Si la elección era de por sí muy contenciosa con todos estos elementos se volvió una porqueriza que va a tener su capítulo final en los tribunales. Además de las impugnaciones rimbombantes y de las demoras del conteo, ya hay más de 300 demandas aceptadas en 44 estados. Declarar un ganador pasando por encima de estos hechos no parece la vía más institucional (salvo que se quieran parecer a lo que tanto criticaron) y es, ciertamente, una señal incorrecta para los millones de votantes de Trump, decirles que ni van a contar sus votos ni van a escuchar sus reclamos.
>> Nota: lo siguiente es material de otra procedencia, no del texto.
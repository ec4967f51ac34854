//! Discrete block orientations
//!
//! An orientation is a (forward, up) pair of perpendicular axis directions,
//! which yields exactly the 24 rotations of a cube. The engine treats it as
//! opaque; only the reference library decides how a mirrored copy is
//! oriented.

use glam::IVec3;
use serde::{Deserialize, Serialize};

/// One of the six axis-aligned directions in construct-local space
///
/// Forward points down -Z, Up points along +Y, Right along +X.
#[derive(Debug, Clone, Copy, PartialEq, Eq, Hash, Serialize, Deserialize)]
#[serde(rename_all = "snake_case")]
pub enum Direction {
    Forward,
    Backward,
    Left,
    Right,
    Up,
    Down,
}

impl Direction {
    pub const ALL: [Direction; 6] = [
        Direction::Forward,
        Direction::Backward,
        Direction::Left,
        Direction::Right,
        Direction::Up,
        Direction::Down,
    ];

    /// Unit vector for this direction
    pub fn vector(self) -> IVec3 {
        match self {
            Direction::Forward => IVec3::NEG_Z,
            Direction::Backward => IVec3::Z,
            Direction::Left => IVec3::NEG_X,
            Direction::Right => IVec3::X,
            Direction::Up => IVec3::Y,
            Direction::Down => IVec3::NEG_Y,
        }
    }

    pub fn opposite(self) -> Direction {
        match self {
            Direction::Forward => Direction::Backward,
            Direction::Backward => Direction::Forward,
            Direction::Left => Direction::Right,
            Direction::Right => Direction::Left,
            Direction::Up => Direction::Down,
            Direction::Down => Direction::Up,
        }
    }

    pub fn is_perpendicular(self, other: Direction) -> bool {
        self.vector().dot(other.vector()) == 0
    }

    /// Reflect across the YZ plane (mirror_x) and/or the XZ plane (mirror_y)
    pub fn reflected(self, mirror_x: bool, mirror_y: bool) -> Direction {
        match self {
            Direction::Left | Direction::Right if mirror_x => self.opposite(),
            Direction::Up | Direction::Down if mirror_y => self.opposite(),
            _ => self,
        }
    }
}

impl std::fmt::Display for Direction {
    fn fmt(&self, f: &mut std::fmt::Formatter<'_>) -> std::fmt::Result {
        std::fmt::Debug::fmt(self, f)
    }
}

/// Rotation of a block, as the directions its local forward and up face
#[derive(Debug, Clone, Copy, PartialEq, Eq, Hash, Serialize, Deserialize)]
#[serde(try_from = "RawOrientation", into = "RawOrientation")]
pub struct Orientation {
    forward: Direction,
    up: Direction,
}

#[derive(Debug, Clone, Copy, Serialize, Deserialize)]
struct RawOrientation {
    forward: Direction,
    up: Direction,
}

impl TryFrom<RawOrientation> for Orientation {
    type Error = String;

    fn try_from(raw: RawOrientation) -> Result<Self, Self::Error> {
        Orientation::new(raw.forward, raw.up).ok_or_else(|| {
            format!(
                "forward ({}) and up ({}) must be perpendicular",
                raw.forward, raw.up
            )
        })
    }
}

impl From<Orientation> for RawOrientation {
    fn from(o: Orientation) -> Self {
        RawOrientation {
            forward: o.forward,
            up: o.up,
        }
    }
}

impl Orientation {
    /// Forward facing -Z, up facing +Y
    pub const IDENTITY: Orientation = Orientation {
        forward: Direction::Forward,
        up: Direction::Up,
    };

    /// Build an orientation; None unless forward and up are perpendicular
    pub fn new(forward: Direction, up: Direction) -> Option<Self> {
        forward
            .is_perpendicular(up)
            .then_some(Self { forward, up })
    }

    pub fn forward(&self) -> Direction {
        self.forward
    }

    pub fn up(&self) -> Direction {
        self.up
    }

    /// All 24 cube rotations
    pub fn all() -> impl Iterator<Item = Orientation> {
        Direction::ALL.into_iter().flat_map(|forward| {
            Direction::ALL
                .into_iter()
                .filter_map(move |up| Orientation::new(forward, up))
        })
    }

    /// Reflect both facing directions across the mirror plane(s)
    ///
    /// This is the geometric mirror of the block's frame. It is not the same
    /// as negating the orientation: a block mirrored across X keeps facing
    /// forward and only swaps left and right.
    pub fn reflected(&self, mirror_x: bool, mirror_y: bool) -> Orientation {
        Orientation {
            forward: self.forward.reflected(mirror_x, mirror_y),
            up: self.up.reflected(mirror_x, mirror_y),
        }
    }
}

impl Default for Orientation {
    fn default() -> Self {
        Self::IDENTITY
    }
}

impl std::fmt::Display for Orientation {
    fn fmt(&self, f: &mut std::fmt::Formatter<'_>) -> std::fmt::Result {
        write!(f, "[Forward: {}, Up: {}]", self.forward, self.up)
    }
}

#[cfg(test)]
mod tests {
    use super::*;
    use std::collections::HashSet;

    #[test]
    fn test_exactly_24_orientations() {
        let all: HashSet<Orientation> = Orientation::all().collect();
        assert_eq!(all.len(), 24);
    }

    #[test]
    fn test_new_rejects_parallel_axes() {
        assert!(Orientation::new(Direction::Up, Direction::Up).is_none());
        assert!(Orientation::new(Direction::Up, Direction::Down).is_none());
        assert!(Orientation::new(Direction::Forward, Direction::Left).is_some());
    }

    #[test]
    fn test_reflect_x_keeps_forward() {
        let o = Orientation::new(Direction::Forward, Direction::Right).unwrap();
        let m = o.reflected(true, false);
        assert_eq!(m.forward(), Direction::Forward);
        assert_eq!(m.up(), Direction::Left);
    }

    #[test]
    fn test_reflection_differs_from_negation() {
        // Negating both axes of the identity gives backward/down; the
        // X mirror of the identity is the identity itself.
        let o = Orientation::IDENTITY;
        assert_eq!(o.reflected(true, false), o);
        assert_ne!(
            o.reflected(true, false),
            Orientation::new(Direction::Backward, Direction::Down).unwrap()
        );
    }

    #[test]
    fn test_reflection_is_involution() {
        for o in Orientation::all() {
            for (mx, my) in [(true, false), (false, true), (true, true)] {
                assert_eq!(o.reflected(mx, my).reflected(mx, my), o);
            }
        }
    }

    #[test]
    fn test_serde_validates_perpendicular() {
        let ok: Orientation = toml::from_str("forward = \"backward\"\nup = \"up\"").unwrap();
        assert_eq!(ok.forward(), Direction::Backward);

        let bad: Result<Orientation, _> = toml::from_str("forward = \"up\"\nup = \"down\"");
        assert!(bad.is_err());
    }

    #[test]
    fn test_display() {
        assert_eq!(
            Orientation::IDENTITY.to_string(),
            "[Forward: Forward, Up: Up]"
        );
    }
}
//! Placement requests and instance slots

use serde::{Deserialize, Serialize};

use crate::catalog::BlockCategory;
use crate::core::types::{BoundingBox, Cell};
use crate::grid::{RestrictionMask, RestrictionTag};
use crate::symmetry::MirrorAxis;

/// Which mirrored copies a placement asks for
///
/// X and Y together also produce the XY copy, so a request yields 1, 2 or 4
/// instances.
#[derive(Debug, Clone, Copy, PartialEq, Eq, Hash, Default, Serialize, Deserialize)]
pub struct Symmetry {
    #[serde(default)]
    pub x: bool,
    #[serde(default)]
    pub y: bool,
}

impl Symmetry {
    pub const NONE: Symmetry = Symmetry { x: false, y: false };
    pub const X: Symmetry = Symmetry { x: true, y: false };
    pub const Y: Symmetry = Symmetry { x: false, y: true };
    pub const XY: Symmetry = Symmetry { x: true, y: true };

    /// Mirror copies in creation order: X, Y, XY
    pub fn mirrors(self) -> impl Iterator<Item = MirrorAxis> {
        MirrorAxis::requested(self.x, self.y)
    }

    /// Total instances including the primary
    pub fn instance_count(self) -> usize {
        1 + self.mirrors().count()
    }
}

/// Role of an instance within one placement
#[derive(Debug, Clone, Copy, PartialEq, Eq, Hash, Serialize, Deserialize)]
pub enum InstanceSlot {
    Primary,
    MirrorX,
    MirrorY,
    MirrorXY,
}

impl InstanceSlot {
    pub const ALL: [InstanceSlot; 4] = [
        InstanceSlot::Primary,
        InstanceSlot::MirrorX,
        InstanceSlot::MirrorY,
        InstanceSlot::MirrorXY,
    ];

    pub fn index(self) -> usize {
        match self {
            InstanceSlot::Primary => 0,
            InstanceSlot::MirrorX => 1,
            InstanceSlot::MirrorY => 2,
            InstanceSlot::MirrorXY => 3,
        }
    }
}

impl From<MirrorAxis> for InstanceSlot {
    fn from(axis: MirrorAxis) -> Self {
        match axis {
            MirrorAxis::X => InstanceSlot::MirrorX,
            MirrorAxis::Y => InstanceSlot::MirrorY,
            MirrorAxis::XY => InstanceSlot::MirrorXY,
        }
    }
}

impl std::fmt::Display for InstanceSlot {
    fn fmt(&self, f: &mut std::fmt::Formatter<'_>) -> std::fmt::Result {
        std::fmt::Debug::fmt(self, f)
    }
}

/// A request to place one block (plus its mirrors)
///
/// `reference_key` selects the block within the category's reference
/// prefab; `allowed` lists the tags this placement may sit on top of.
#[derive(Debug, Clone, PartialEq, Serialize, Deserialize)]
pub struct PlacementRequest {
    pub category: BlockCategory,
    pub min: Cell,
    pub max: Cell,
    #[serde(default)]
    pub reference_key: Cell,
    #[serde(default)]
    pub symmetry: Symmetry,
    #[serde(default)]
    pub allowed: RestrictionMask,
}

impl PlacementRequest {
    pub fn new(category: BlockCategory, min: Cell, max: Cell) -> Self {
        Self {
            category,
            min,
            max,
            reference_key: Cell::ZERO,
            symmetry: Symmetry::NONE,
            allowed: RestrictionMask::EMPTY,
        }
    }

    /// Single-cell placement
    pub fn at(category: BlockCategory, cell: Cell) -> Self {
        Self::new(category, cell, cell)
    }

    pub fn with_reference(mut self, reference_key: Cell) -> Self {
        self.reference_key = reference_key;
        self
    }

    pub fn with_symmetry(mut self, use_x: bool, use_y: bool) -> Self {
        self.symmetry = Symmetry { x: use_x, y: use_y };
        self
    }

    /// Permit overlapping cells that carry `tag`
    pub fn allowing(mut self, tag: RestrictionTag) -> Self {
        self.allowed = self.allowed.with(tag);
        self
    }

    pub fn bounds(&self) -> BoundingBox {
        BoundingBox::new(self.min, self.max)
    }
}
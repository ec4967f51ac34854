//! Parallel generation of independent constructs
//!
//! Each plan gets its own engine on a rayon worker; nothing mutable is
//! shared. The catalogs are only read, so one copy serves every worker.

use rayon::prelude::*;

use crate::catalog::{BlockRegistry, ReferenceLibrary};
use crate::core::error::Result;

use super::plan::{ConstructPlan, PlanOutcome};

/// Run every plan, results in input order
pub fn run_batch<L, R>(plans: &[ConstructPlan], library: &L, registry: &R) -> Vec<Result<PlanOutcome>>
where
    L: ReferenceLibrary + Sync + ?Sized,
    R: BlockRegistry + Sync + ?Sized,
{
    let results: Vec<Result<PlanOutcome>> = plans
        .par_iter()
        .map(|plan| plan.run(library, registry))
        .collect();

    let failed = results.iter().filter(|r| r.is_err()).count();
    tracing::info!(
        plans = plans.len(),
        failed,
        "Batch generation complete"
    );

    results
}
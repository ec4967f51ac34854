//! Mirror transforms for symmetric placement
//!
//! Mirroring reflects a box about zero on X, Y, or both, keeping its width
//! on every reflected axis. Orientations are never derived here by plain
//! negation; the reference library decides how a mirrored part faces.

use serde::{Deserialize, Serialize};

use crate::core::types::BoundingBox;

/// Mirror plane(s) for a symmetric copy
#[derive(Debug, Clone, Copy, PartialEq, Eq, Hash, Serialize, Deserialize)]
pub enum MirrorAxis {
    X,
    Y,
    XY,
}

impl MirrorAxis {
    /// Creation order for the mirrored copies of one placement
    pub const ORDER: [MirrorAxis; 3] = [MirrorAxis::X, MirrorAxis::Y, MirrorAxis::XY];

    /// (mirror_x, mirror_y) flags
    pub fn flags(self) -> (bool, bool) {
        match self {
            MirrorAxis::X => (true, false),
            MirrorAxis::Y => (false, true),
            MirrorAxis::XY => (true, true),
        }
    }

    /// Mirror copies requested by a pair of symmetry flags, in creation order
    pub fn requested(use_x: bool, use_y: bool) -> impl Iterator<Item = MirrorAxis> {
        MirrorAxis::ORDER.into_iter().filter(move |axis| match axis {
            MirrorAxis::X => use_x,
            MirrorAxis::Y => use_y,
            MirrorAxis::XY => use_x && use_y,
        })
    }
}

impl std::fmt::Display for MirrorAxis {
    fn fmt(&self, f: &mut std::fmt::Formatter<'_>) -> std::fmt::Result {
        std::fmt::Debug::fmt(self, f)
    }
}

/// Reflect one axis span `[min, max]` about zero
///
/// With `span = max - min`, the mirrored corners are `-min - span` and
/// `-max + span`, i.e. `[-max, -min]`. A span touching zero maps onto
/// itself at zero, which the placement pre-check treats as self-overlap.
/// Returns `None` when a mirrored corner falls outside the i32 range
/// (only `i32::MIN` has no reflection).
pub fn reflect_span(min: i32, max: i32) -> Option<(i32, i32)> {
    let (min, max) = (i64::from(min), i64::from(max));
    let span = max - min;
    let lo = i32::try_from(-min - span).ok()?;
    let hi = i32::try_from(-max + span).ok()?;
    Some((lo, hi))
}

/// Mirror a box about zero on the given axis or axes; Z always passes through
///
/// `None` if the reflection does not fit on the grid.
pub fn mirror_box(bbox: &BoundingBox, axis: MirrorAxis) -> Option<BoundingBox> {
    let (mirror_x, mirror_y) = axis.flags();
    let mut min = bbox.min;
    let mut max = bbox.max;

    if mirror_x {
        (min.x, max.x) = reflect_span(bbox.min.x, bbox.max.x)?;
    }
    if mirror_y {
        (min.y, max.y) = reflect_span(bbox.min.y, bbox.max.y)?;
    }

    Some(BoundingBox::new(min, max))
}
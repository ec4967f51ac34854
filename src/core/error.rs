use thiserror::Error;

use crate::catalog::CatalogError;
use crate::construct::PlacementError;

#[derive(Error, Debug)]
pub enum ShipwrightError {
    #[error("Invalid construction rules: {}", .0.join(", "))]
    InvalidRules(Vec<String>),

    #[error("Placement error: {0}")]
    Placement(#[from] PlacementError),

    #[error("Catalog error: {0}")]
    Catalog(#[from] CatalogError),

    #[error("Plan error: {0}")]
    Plan(String),

    #[error("IO error: {0}")]
    IoError(#[from] std::io::Error),

    #[error("TOML error: {0}")]
    TomlError(#[from] toml::de::Error),

    #[error("Serialization error: {0}")]
    SerdeError(#[from] serde_json::Error),
}

pub type Result<T> = std::result::Result<T, ShipwrightError>;
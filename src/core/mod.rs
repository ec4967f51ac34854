pub mod config;
pub mod error;
pub mod types;

pub use config::{ConstructExtents, ConstructionRules};
pub use error::{Result, ShipwrightError};
pub use types::{BoundingBox, Cell};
Flaco favor le está haciendo el consenso internacional al pobre Biden y a su eventual gobernabilidad. ¿Este sería el llamado a la unidad?
La campaña 2020 dejó obsolescencias a la vista: la inutilidad completa de los sondeos, de los actos multitudinarios, de los debates, de las denuncias de corrupción de último momento, de la censura, y del sistema de conteo de votos que parece hecho por borrachos. Dejó en claro también que la lucha de ideas en modo descarnado sí da resultados a la hora de llenar las urnas. Los millones de votos obtenidos por Trump en 2016 y 2020 no representaban un partido, representaban ideas. Ideas tan latentes en los corazones de los estadounidenses que, aunque los políticos intercambiables ni se animaban a pronunciarlas, sobrevivían. Votar por las ideas, las que sean, es el legado de Trump, no es poco.
En 1888, el presidente demócrata Grover Cleveland se postuló para la reelección contra el ex-senador republicano Benjamin Harrison. En aquel entonces la votación era pública y ciertos vivarachos votantes vendían sus votos al mejor postor. El tesorero del Partido Republicano envió una carta a los líderes locales en Indiana con los fondos necesarios para los votos y las instrucciones de cómo repartirse a los votantes que fueran receptivos de tales dineros en “bloques de cinco”, un instructivo de sobornos a cambio de votos a Harrison. Los demócratas consiguieron una copia de la carta y la publicitaron ampliamente en los días previos a las elecciones, pero el Partido Demócrata no impugnó el resultado porque nuevamente ganó el siga siga del estado profundo.
La buena es que Cleveland se tomó la revancha contra Harrison cuatro años después, convirtiéndose en el único presidente en cumplir mandatos no consecutivos, y logró, además, que su derrota sirviera para la adopción en todo el país de boletas secretas para votar. ¿Quién ganó?